Many inhaled anesthetics enhance the effect of the inhibitory neurotransmitter gamma aminobutyric acid (GABA), supporting the view that the GABAA receptor could mediate the capacity of inhaled anesthetics to produce immobility in the face of noxious stimulation (i.e., MAC, the minimum alveolar concentration required to suppress movement in response to a noxious stimulus in 50% of subjects). However, only limited in vivo data support the relevance of the GABAA receptor to MAC. In the present study we used two findings to test for the relevance of this receptor to immobilization for isoflurane: 1) differences among anesthetics in their capacity to enhance the response of receptor expression systems to GABA: isoflurane (considerable enhancement), xenon (minimal enhancement), and cyclopropane (minimal enhancement); and 2) studies showing that the spinal cord mediates MAC for isoflurane.
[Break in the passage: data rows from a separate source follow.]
/// Configuration management for the web server
///
/// Configuration comes from environment variables; a `.env` file in the
/// working directory is loaded first when present.
///
/// # Environment Variables
///
/// - `APP_HOST`: Host to bind to (default: 0.0.0.0)
/// - `APP_PORT`: Port to bind to (default: 5000)
/// - `DATABASE_URL`: PostgreSQL connection string (required)
/// - `DATABASE_MAX_CONNECTIONS`: Pool size (default: 10)
/// - `SESSION_SECRET`: Key for session tokens and flash signatures (required, 32+ chars)
/// - `SESSION_TTL_HOURS`: Session lifetime, 1 to 8760 (default: 24)
/// - `SECURE_COOKIES`: Mark cookies `Secure` and send HSTS (default: false)
/// - `RUST_LOG`, `LOG_FORMAT`: read by the binary when setting up tracing
///
/// # Example
///
/// ```no_run
/// use taskman_web::config::Config;
///
/// # fn example() -> anyhow::Result<()> {
/// let config = Config::from_env()?;
/// println!("Server will listen on {}", config.bind_address());
/// # Ok(())
/// # }
/// ```

use anyhow::Context;
use serde::{Deserialize, Serialize};
use std::env;

/// Shortest accepted `SESSION_SECRET`
pub const MIN_SECRET_LENGTH: usize = 32;

/// Longest accepted `SESSION_TTL_HOURS`: one year
pub const MAX_SESSION_TTL_HOURS: i64 = 24 * 365;

/// Complete application configuration
#[derive(Debug, Clone, Serialize, Deserialize)]
pub struct Config {
    pub server: ServerConfig,

    pub database: DatabaseConfig,

    pub session: SessionConfig,
}

#[derive(Debug, Clone, Serialize, Deserialize)]
pub struct ServerConfig {
    pub host: String,

    pub port: u16,
}

#[derive(Debug, Clone, Serialize, Deserialize)]
pub struct DatabaseConfig {
    /// PostgreSQL connection URL
    pub url: String,

    pub max_connections: u32,
}

/// Session cookie settings
#[derive(Debug, Clone, Serialize, Deserialize)]
pub struct SessionConfig {
    /// Signs session tokens and flash cookies
    ///
    /// Generate with: `openssl rand -hex 32`
    #[serde(skip_serializing)]
    pub secret: String,

    pub ttl_hours: i64,

    /// Adds the `Secure` cookie attribute and the HSTS header
    pub secure_cookies: bool,
}

impl SessionConfig {
    /// Session lifetime, clamped to `1..=MAX_SESSION_TTL_HOURS` hours
    pub fn ttl(&self) -> chrono::Duration {
        chrono::Duration::hours(self.ttl_hours.clamp(1, MAX_SESSION_TTL_HOURS))
    }
}

/// Parses `SESSION_TTL_HOURS`
fn parse_ttl_hours(raw: &str) -> anyhow::Result<i64> {
    let hours = raw
        .trim()
        .parse::<i64>()
        .context("SESSION_TTL_HOURS must be an integer")?;
    if !(1..=MAX_SESSION_TTL_HOURS).contains(&hours) {
        anyhow::bail!("SESSION_TTL_HOURS must be between 1 and {MAX_SESSION_TTL_HOURS}");
    }
    chrono::TimeDelta::try_hours(hours)
        .context("SESSION_TTL_HOURS is out of range")?;
    Ok(hours)
}

fn var_or(name: &str, default: &str) -> String {
    env::var(name).unwrap_or_else(|_| default.to_string())
}

impl Config {
    /// Loads configuration from environment variables
    ///
    /// # Errors
    ///
    /// Fails when `DATABASE_URL` or `SESSION_SECRET` is missing, when the
    /// secret is too short, when a numeric variable does not parse, or when
    /// `SESSION_TTL_HOURS` is outside `1..=MAX_SESSION_TTL_HOURS`.
    pub fn from_env() -> anyhow::Result<Self> {
        dotenvy::dotenv().ok();

        let port = var_or("APP_PORT", "5000")
            .parse::<u16>()
            .context("APP_PORT must be a port number")?;

        let database_url = env::var("DATABASE_URL")
            .map_err(|_| anyhow::anyhow!("DATABASE_URL environment variable is required"))?;

        let max_connections = var_or("DATABASE_MAX_CONNECTIONS", "10")
            .parse::<u32>()
            .context("DATABASE_MAX_CONNECTIONS must be a positive integer")?;

        let secret = env::var("SESSION_SECRET")
            .map_err(|_| anyhow::anyhow!("SESSION_SECRET environment variable is required"))?;
        if secret.len() < MIN_SECRET_LENGTH {
            anyhow::bail!("SESSION_SECRET must be at least {MIN_SECRET_LENGTH} characters long");
        }

        let ttl_hours = parse_ttl_hours(&var_or("SESSION_TTL_HOURS", "24"))?;

        let secure_cookies = var_or("SECURE_COOKIES", "false")
            .parse::<bool>()
            .context("SECURE_COOKIES must be true or false")?;

        Ok(Self {
            server: ServerConfig {
                host: var_or("APP_HOST", "0.0.0.0"),
                port,
            },
            database: DatabaseConfig {
                url: database_url,
                max_connections,
            },
            session: SessionConfig {
                secret,
                ttl_hours,
                secure_cookies,
            },
        })
    }

    /// Returns the server bind address
    pub fn bind_address(&self) -> String {
        format!("{}:{}", self.server.host, self.server.port)
    }
}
If GABAA receptors mediate isoflurane MAC, then their blockade in the spinal cord should increase isoflurane MAC more than cyclopropane or xenon MAC and the MAC increase should be proportional to the in vitro enhancement of the GABAA receptor. To test this thesis, isoflurane, cyclopropane, or xenon MAC was determined in rats during intrathecal infusion of artificial cerebrospinal fluid (aCSF) via chronically implanted catheters. Then MAC was redetermined during infusion of 1 microL/min aCSF containing either 0.6 or 2.4 mg/mL picrotoxin, which noncompetitively blocks GABAA receptors. There was no consistent increase in MAC consequent to increasing the picrotoxin dose from 0.6 to 2.4 microg/min, which suggests that maximal blockade of GABAA receptors in the spinal cord had been achieved. Picrotoxin infusion increased MAC approximately 40% with all anesthetics. This indicates that GABA release in the spinal cord influences anesthetic requirement. However, the increase did not consistently differ among anesthetics and did not correlate with in vitro enhancement of GABAA receptors by these anesthetics. This supports the view that GABAA receptors do not mediate immobilization for isoflurane.